• **Problem to solve**
Write out, precisely and in full, each line of the material.

Segment Start: Data supplied

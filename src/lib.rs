//! # gar
//!
//! Embed a set of files into an executable and read them back at runtime.
//!
//! A ZIP container is appended to the end of the binary, followed by an
//! 11-byte trailer recording where the original binary ends. The binary
//! itself keeps working; the trailer is found from the end of the file, so
//! no side-channel path or build step is needed to read the files back.
//!
//! ```text
//! [ original binary ][ ZIP container ][ u64 BE original_size ][ "GAR" ]
//! ```
//!
//! ## Quick Start
//!
//! ### Embedding Files
//!
//! ```rust,no_run
//! use gar::{Archiver, Result};
//!
//! fn main() -> Result<()> {
//!     let mut archiver = Archiver::open("./target/release/app")?;
//!     archiver.add("cfg/a.txt")?;
//!     archiver.add("data/b.bin")?;
//!
//!     // If anything failed, the binary is restored to its original length.
//!     let result = archiver.close()?;
//!     println!("Appended {} entries", result.entries_written);
//!     Ok(())
//! }
//! ```
//!
//! ### Reading Files Embedded in the Running Program
//!
//! ```rust,no_run
//! use std::io::Read;
//!
//! fn main() -> gar::Result<()> {
//!     for info in gar::executable::list() {
//!         println!("{} ({} bytes)", info.name, info.size);
//!     }
//!
//!     let mut text = String::new();
//!     gar::executable::open("cfg/a.txt")?.read_to_string(&mut text)?;
//!     Ok(())
//! }
//! ```
//!
//! ### Inspecting Another Binary
//!
//! ```rust,no_run
//! use gar::{FileSystem, extract_all, restore};
//!
//! fn main() -> gar::Result<()> {
//!     let fs = FileSystem::open_path("./app")?;
//!     println!("Size of binary: {}", fs.binary_size());
//!     extract_all(&fs, "./out")?;
//!     fs.close()?;
//!
//!     // Strip the container again.
//!     restore("./app")?;
//!     Ok(())
//! }
//! ```
//!
//! ## Feature Flags
//!
//! | Feature | Default | Description |
//! |---------|---------|-------------|
//! | `cli` | No | The `gar` command-line tool |
//!
//! ## Minimum Supported Rust Version (MSRV)
//!
//! This crate requires **Rust 1.85** or later.

#![cfg_attr(docsrs, feature(doc_cfg))]
#![warn(missing_docs)]
#![warn(rust_2018_idioms)]
#![deny(unsafe_op_in_unsafe_fn)]

pub mod archive_path;
pub mod archiver;
pub mod error;
pub mod executable;
pub mod extract;
pub mod fs;
pub mod region;
pub mod trailer;

pub use error::{Error, Result};

// Re-export reading API at crate root for convenience
pub use fs::{EmbeddedFile, FileInfo, FileSystem};

// Re-export writing API at crate root for convenience
pub use archiver::{ArchiveOptions, ArchiveResult, Archiver, restore};

pub use extract::{ExtractResult, extract, extract_all};
pub use region::{ReadAt, RegionReader, RegionWriter};
pub use trailer::{TailRegion, Trailer, locate};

Segment End: Data supplied

• **Solution to this task**
filename src/lib.rs
//! # gar
//!
//! Embed a set of files into an executable and read them back at runtime.
//!
//! A ZIP container is appended to the end of the binary, followed by an
//! 11-byte trailer recording where the original binary ends. The binary
//! itself keeps working; the trailer is found from the end of the file, so
//! no side-channel path or build step is needed to read the files back.
//!
//! ```text
//! [ original binary ][ ZIP container ][ u64 BE original_size ][ "GAR" ]
//! ```
//!
//! ## Quick Start
//!
//! ### Embedding Files
//!
//! ```rust,no_run
//! use gar::{Archiver, Result};
//!
//! fn main() -> Result<()> {
//!     let mut archiver = Archiver::open("./target/release/app")?;
//!     archiver.add("cfg/a.txt")?;
//!     archiver.add("data/b.bin")?;
//!
//!     // If anything failed, the binary is restored to its original length.
//!     let result = archiver.close()?;
//!     println!("Appended {} entries", result.entries_written);
//!     Ok(())
//! }
//! ```
//!
//! ### Reading Files Embedded in the Running Program
//!
//! ```rust,no_run
//! use std::io::Read;
//!
//! fn main() -> gar::Result<()> {
//!     for info in gar::executable::list() {
//!         println!("{} ({} bytes)", info.name, info.size);
//!     }
//!
//!     let mut text = String::new();
//!     gar::executable::open("cfg/a.txt")?.read_to_string(&mut text)?;
//!     Ok(())
//! }
//! ```
//!
//! ### Inspecting Another Binary
//!
//! ```rust,no_run
//! use gar::{FileSystem, extract_all, restore};
//!
//! fn main() -> gar::Result<()> {
//!     let fs = FileSystem::open_path("./app")?;
//!     println!("Size of binary: {}", fs.binary_size());
//!     extract_all(&fs, "./out")?;
//!     fs.close()?;
//!
//!     // Strip the container again.
//!     restore("./app")?;
//!     Ok(())
//! }
//! ```
//!
//! ## Feature Flags
//!
//! | Feature | Default | Description |
//! |---------|---------|-------------|
//! | `cli` | No | The `gar` command-line tool |
//!
//! ## Minimum Supported Rust Version (MSRV)
//!
//! This crate requires **Rust 1.85** or later.

#![cfg_attr(docsrs, feature(doc_cfg))]
#![warn(missing_docs)]
#![warn(rust_2018_idioms)]
#![deny(unsafe_op_in_unsafe_fn)]

pub mod archive_path;
pub mod archiver;
pub mod error;
pub mod executable;
pub mod extract;
pub mod fs;
pub mod region;
pub mod trailer;

pub use error::{Error, Result};

// Re-export reading API at crate root for convenience
pub use fs::{EmbeddedFile, FileInfo, FileSystem};

// Re-export writing API at crate root for convenience
pub use archiver::{ArchiveOptions, ArchiveResult, Archiver, restore};

pub use extract::{ExtractResult, extract, extract_all};
pub use region::{ReadAt, RegionReader, RegionWriter};
pub use trailer::{TailRegion, Trailer, locate};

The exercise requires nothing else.